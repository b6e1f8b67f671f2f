// Test doubles for the feed pipeline.
//
// MockTransport (Transport): HashMap-based url-to-body lookup with a call log.
// Builder pattern: `.on_url()`, `.fail_url()`, `.fail_network()`.
// MemoryCache already serves as the cache double.
//
// Plus helpers for building realistic platform payloads.

use std::collections::HashMap;
use std::sync::Mutex;

use async_trait::async_trait;
use serde_json::{json, Value};

use feedmix_common::{FeedError, Result};

use crate::transport::{FeedRequest, Transport};

/// HashMap-based transport. Returns `Err` for unregistered URLs and
/// records every executed request.
pub struct MockTransport {
    responses: HashMap<String, Value>,
    http_failures: HashMap<String, (u16, String)>,
    network_failures: HashMap<String, String>,
    calls: Mutex<Vec<String>>,
}

impl MockTransport {
    pub fn new() -> Self {
        Self {
            responses: HashMap::new(),
            http_failures: HashMap::new(),
            network_failures: HashMap::new(),
            calls: Mutex::new(Vec::new()),
        }
    }

    pub fn on_url(mut self, url: &str, body: Value) -> Self {
        self.responses.insert(url.to_string(), body);
        self
    }

    pub fn fail_url(mut self, url: &str, status: u16, message: &str) -> Self {
        self.http_failures
            .insert(url.to_string(), (status, message.to_string()));
        self
    }

    pub fn fail_network(mut self, url: &str, message: &str) -> Self {
        self.network_failures
            .insert(url.to_string(), message.to_string());
        self
    }

    /// URLs executed so far, in dispatch order.
    pub fn calls(&self) -> Vec<String> {
        self.calls.lock().unwrap().clone()
    }
}

impl Default for MockTransport {
    fn default() -> Self {
        Self::new()
    }
}

#[async_trait]
impl Transport for MockTransport {
    async fn execute(&self, request: &FeedRequest) -> Result<Value> {
        self.calls.lock().unwrap().push(request.url.clone());

        if let Some((status, message)) = self.http_failures.get(&request.url) {
            return Err(FeedError::Http {
                status: *status,
                message: message.clone(),
            });
        }
        if let Some(message) = self.network_failures.get(&request.url) {
            return Err(FeedError::Network(message.clone()));
        }
        self.responses.get(&request.url).cloned().ok_or_else(|| {
            FeedError::Network(format!(
                "MockTransport: no response registered for {}",
                request.url
            ))
        })
    }
}

// ---------------------------------------------------------------------------
// Payload helpers
// ---------------------------------------------------------------------------

/// A single YouTube v3 search result with the given video id.
pub fn youtube_search_item(video_id: &str) -> Value {
    json!({
        "kind": "youtube#searchResult",
        "id": {"kind": "youtube#video", "videoId": video_id},
        "snippet": {
            "title": format!("Video {video_id}"),
            "description": format!("Description for {video_id}"),
            "publishedAt": "2022-06-01T12:00:00Z",
            "channelTitle": "Some Channel",
            "thumbnails": {
                "default": {"url": "https://i.ytimg.com/default.jpg", "width": 120, "height": 90},
                "medium": {"url": "https://i.ytimg.com/medium.jpg", "width": 320, "height": 180},
                "high": {"url": "https://i.ytimg.com/high.jpg", "width": 480, "height": 360}
            }
        }
    })
}

/// A full v3 search response body.
pub fn youtube_search_response(video_ids: &[&str]) -> Value {
    let items: Vec<Value> = video_ids.iter().map(|id| youtube_search_item(id)).collect();
    json!({"kind": "youtube#searchListResponse", "items": items})
}

/// A single Instagram oEmbed payload with the given media id.
pub fn oembed_record(media_id: &str) -> Value {
    json!({
        "media_id": media_id,
        "author_name": "someuser",
        "author_url": "https://www.instagram.com/someuser/",
        "title": "A caption",
        "html": "<blockquote><time datetime=\"2021-03-14T09:26:53+00:00\">Mar 14</time></blockquote>",
        "thumbnail_url": "https://scontent.cdninstagram.com/t.jpg",
        "thumbnail_width": 640,
        "thumbnail_height": 640
    })
}

/// A single v1.1 status with the given id.
pub fn twitter_status(id: &str) -> Value {
    json!({
        "id_str": id,
        "full_text": format!("Full text of {id}"),
        "created_at": "Wed Oct 10 20:19:24 +0000 2018",
        "user": {"screen_name": "someuser"},
        "extended_entities": {
            "media": [{"media_url_https": "https://pbs.twimg.com/media/x.jpg"}]
        }
    })
}

/// A full user timeline body (bare status array).
pub fn twitter_timeline(ids: &[&str]) -> Value {
    Value::Array(ids.iter().map(|id| twitter_status(id)).collect())
}

/// A complete, non-empty credential set.
pub fn twitter_credentials() -> crate::platforms::TwitterCredentials {
    crate::platforms::TwitterCredentials {
        consumer_key: "ck".to_string(),
        consumer_secret: "cs".to_string(),
        access_token: "token".to_string(),
        access_token_secret: "ts".to_string(),
    }
}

—————

● REQUIRED ACTION
The listing must be repeated in full, with nothing altered.

● WRITTEN ANSWER
repository b6e1f8b67f671f2f
// Test doubles for the feed pipeline.
//
// MockTransport (Transport): HashMap-based url-to-body lookup with a call log.
// Builder pattern: `.on_url()`, `.fail_url()`, `.fail_network()`.
// MemoryCache already serves as the cache double.
//
// Plus helpers for building realistic platform payloads.

use std::collections::HashMap;
use std::sync::Mutex;

use async_trait::async_trait;
use serde_json::{json, Value};

use feedmix_common::{FeedError, Result};

use crate::transport::{FeedRequest, Transport};

/// HashMap-based transport. Returns `Err` for unregistered URLs and
/// records every executed request.
pub struct MockTransport {
    responses: HashMap<String, Value>,
    http_failures: HashMap<String, (u16, String)>,
    network_failures: HashMap<String, String>,
    calls: Mutex<Vec<String>>,
}

impl MockTransport {
    pub fn new() -> Self {
        Self {
            responses: HashMap::new(),
            http_failures: HashMap::new(),
            network_failures: HashMap::new(),
            calls: Mutex::new(Vec::new()),
        }
    }

    pub fn on_url(mut self, url: &str, body: Value) -> Self {
        self.responses.insert(url.to_string(), body);
        self
    }

    pub fn fail_url(mut self, url: &str, status: u16, message: &str) -> Self {
        self.http_failures
            .insert(url.to_string(), (status, message.to_string()));
        self
    }

    pub fn fail_network(mut self, url: &str, message: &str) -> Self {
        self.network_failures
            .insert(url.to_string(), message.to_string());
        self
    }

    /// URLs executed so far, in dispatch order.
    pub fn calls(&self) -> Vec<String> {
        self.calls.lock().unwrap().clone()
    }
}

impl Default for MockTransport {
    fn default() -> Self {
        Self::new()
    }
}

#[async_trait]
impl Transport for MockTransport {
    async fn execute(&self, request: &FeedRequest) -> Result<Value> {
        self.calls.lock().unwrap().push(request.url.clone());

        if let Some((status, message)) = self.http_failures.get(&request.url) {
            return Err(FeedError::Http {
                status: *status,
                message: message.clone(),
            });
        }
        if let Some(message) = self.network_failures.get(&request.url) {
            return Err(FeedError::Network(message.clone()));
        }
        self.responses.get(&request.url).cloned().ok_or_else(|| {
            FeedError::Network(format!(
                "MockTransport: no response registered for {}",
                request.url
            ))
        })
    }
}

// ---------------------------------------------------------------------------
// Payload helpers
// ---------------------------------------------------------------------------

/// A single YouTube v3 search result with the given video id.
pub fn youtube_search_item(video_id: &str) -> Value {
    json!({
        "kind": "youtube#searchResult",
        "id": {"kind": "youtube#video", "videoId": video_id},
        "snippet": {
            "title": format!("Video {video_id}"),
            "description": format!("Description for {video_id}"),
            "publishedAt": "2022-06-01T12:00:00Z",
            "channelTitle": "Some Channel",
            "thumbnails": {
                "default": {"url": "https://i.ytimg.com/default.jpg", "width": 120, "height": 90},
                "medium": {"url": "https://i.ytimg.com/medium.jpg", "width": 320, "height": 180},
                "high": {"url": "https://i.ytimg.com/high.jpg", "width": 480, "height": 360}
            }
        }
    })
}

/// A full v3 search response body.
pub fn youtube_search_response(video_ids: &[&str]) -> Value {
    let items: Vec<Value> = video_ids.iter().map(|id| youtube_search_item(id)).collect();
    json!({"kind": "youtube#searchListResponse", "items": items})
}

/// A single Instagram oEmbed payload with the given media id.
pub fn oembed_record(media_id: &str) -> Value {
    json!({
        "media_id": media_id,
        "author_name": "someuser",
        "author_url": "https://www.instagram.com/someuser/",
        "title": "A caption",
        "html": "<blockquote><time datetime=\"2021-03-14T09:26:53+00:00\">Mar 14</time></blockquote>",
        "thumbnail_url": "https://scontent.cdninstagram.com/t.jpg",
        "thumbnail_width": 640,
        "thumbnail_height": 640
    })
}

/// A single v1.1 status with the given id.
pub fn twitter_status(id: &str) -> Value {
    json!({
        "id_str": id,
        "full_text": format!("Full text of {id}"),
        "created_at": "Wed Oct 10 20:19:24 +0000 2018",
        "user": {"screen_name": "someuser"},
        "extended_entities": {
            "media": [{"media_url_https": "https://pbs.twimg.com/media/x.jpg"}]
        }
    })
}

/// A full user timeline body (bare status array).
pub fn twitter_timeline(ids: &[&str]) -> Value {
    Value::Array(ids.iter().map(|id| twitter_status(id)).collect())
}

/// A complete, non-empty credential set.
pub fn twitter_credentials() -> crate::platforms::TwitterCredentials {
    crate::platforms::TwitterCredentials {
        consumer_key: "ck".to_string(),
        consumer_secret: "cs".to_string(),
        access_token: "token".to_string(),
        access_token_secret: "ts".to_string(),
    }
}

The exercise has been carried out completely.